In none of the above did the EMM need to do anything to support the APIs the OEM has built in out of the box.

That’s pretty incredible.

It also means zero day support for new features and functionality, as the OEM can literally publish the updated OEMConfig version in tandem with a device upgrade (or release it in line with a device announcement) and keep it constantly up to date; there are even instances where functionality could be introduced with a patch ad-hoc to address issues or a change in behaviour without having to wait for a major version update.

Furthermore, the OEMConfig app can run privileged, meaning it may have extremely granular control over hardware and software features on the device.

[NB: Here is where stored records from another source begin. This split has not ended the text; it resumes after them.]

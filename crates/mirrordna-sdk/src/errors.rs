use mirrordna_canonical::ChecksumError;
use mirrordna_dirhash::DirHashError;
use mirrordna_snapshot::SnapshotError;
use std::path::PathBuf;
use thiserror::Error;

/// Errors returned by [`MirrorClient`](crate::MirrorClient) operations.
#[derive(Error, Debug)]
pub enum SdkError {
    /// The file does not exist.
    #[error("file not found: {}", .0.display())]
    NotFound(PathBuf),
    /// I/O error while reading a file.
    #[error("I/O error on {}: {source}", path.display())]
    Io {
        /// File being read.
        path: PathBuf,
        /// Underlying error.
        #[source]
        source: std::io::Error,
    },
    /// The file is not valid JSON or YAML, or has the wrong shape.
    #[error("failed to parse {}: {message}", path.display())]
    Parse {
        /// File being parsed.
        path: PathBuf,
        /// Parser message.
        message: String,
    },
    /// A vault configuration lacks required fields.
    #[error("vault config missing required fields: {fields:?}")]
    MissingFields {
        /// Config file.
        path: PathBuf,
        /// Names of the absent fields.
        fields: Vec<String>,
    },
    /// Directory hashing failed.
    #[error(transparent)]
    DirHash(#[from] DirHashError),
    /// Snapshot operation failed.
    #[error(transparent)]
    Snapshot(#[from] SnapshotError),
    /// Checksum computation failed.
    #[error(transparent)]
    Checksum(#[from] ChecksumError),
}
use mirrordna_canonical::ChecksumError;
use std::path::PathBuf;
use thiserror::Error;

/// Errors that can occur in the configuration store.
#[derive(Error, Debug)]
pub enum ConfigError {
    /// A configuration or checksum file does not exist.
    #[error("config file not found: {}", .0.display())]
    NotFound(PathBuf),
    /// I/O error while reading or writing a file.
    #[error("I/O error on {}: {source}", path.display())]
    Io {
        /// File being accessed.
        path: PathBuf,
        /// Underlying error.
        #[source]
        source: std::io::Error,
    },
    /// A file does not hold valid JSON of the expected shape.
    #[error("failed to parse {}: {source}", path.display())]
    Parse {
        /// File being parsed.
        path: PathBuf,
        /// Underlying error.
        #[source]
        source: serde_json::Error,
    },
    /// The configuration does not match its recorded checksum.
    #[error("checksum verification failed for config '{name}': expected {expected}, got {actual}")]
    Integrity {
        /// Configuration name.
        name: String,
        /// Digest recorded in the checksum file.
        expected: String,
        /// Digest of the configuration as stored.
        actual: String,
    },
    /// The checksum file names an algorithm this store cannot compute.
    #[error("unsupported checksum algorithm: {0}")]
    UnsupportedAlgorithm(String),
    /// The name is outside the store's allow-list.
    #[error("config '{0}' not in allowed list")]
    NotAllowed(String),
    /// The name cannot be used as a configuration file stem.
    #[error("invalid config name: {0:?}")]
    InvalidName(String),
    /// No home directory to place the default store in.
    #[error("cannot determine home directory")]
    NoHomeDir,
    /// Digest computation failed.
    #[error("checksum error: {0}")]
    Checksum(#[from] ChecksumError),
}

impl ConfigError {
    pub(crate) fn from_io(path: impl Into<PathBuf>, source: std::io::Error) -> Self {
        let path = path.into();
        if source.kind() == std::io::ErrorKind::NotFound {
            ConfigError::NotFound(path)
        } else {
            ConfigError::Io { path, source }
        }
    }
}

It’s not limited to toggling bluetooth/wifi alone, for example.

With this support, organisations will finally be able to enrol devices knowing every API made for the device will be supported from day one, irrespective of the EMM. It’s an incredibly powerful solution to an age-old problem.

EMMs will need to support OEMConfig, by which that means adapting their interfaces to support the OEMConfig layout/design, however this should be a trivial task. After this, they may instead focus budget, time and resource on improving the core EMM solution rather than thinking about the next set of APIs that need to be implemented. There will always be some degree of API implementation with things like Android Enterprise, iOS or Windows following version upgrades, but in terms of per-OEM? No more.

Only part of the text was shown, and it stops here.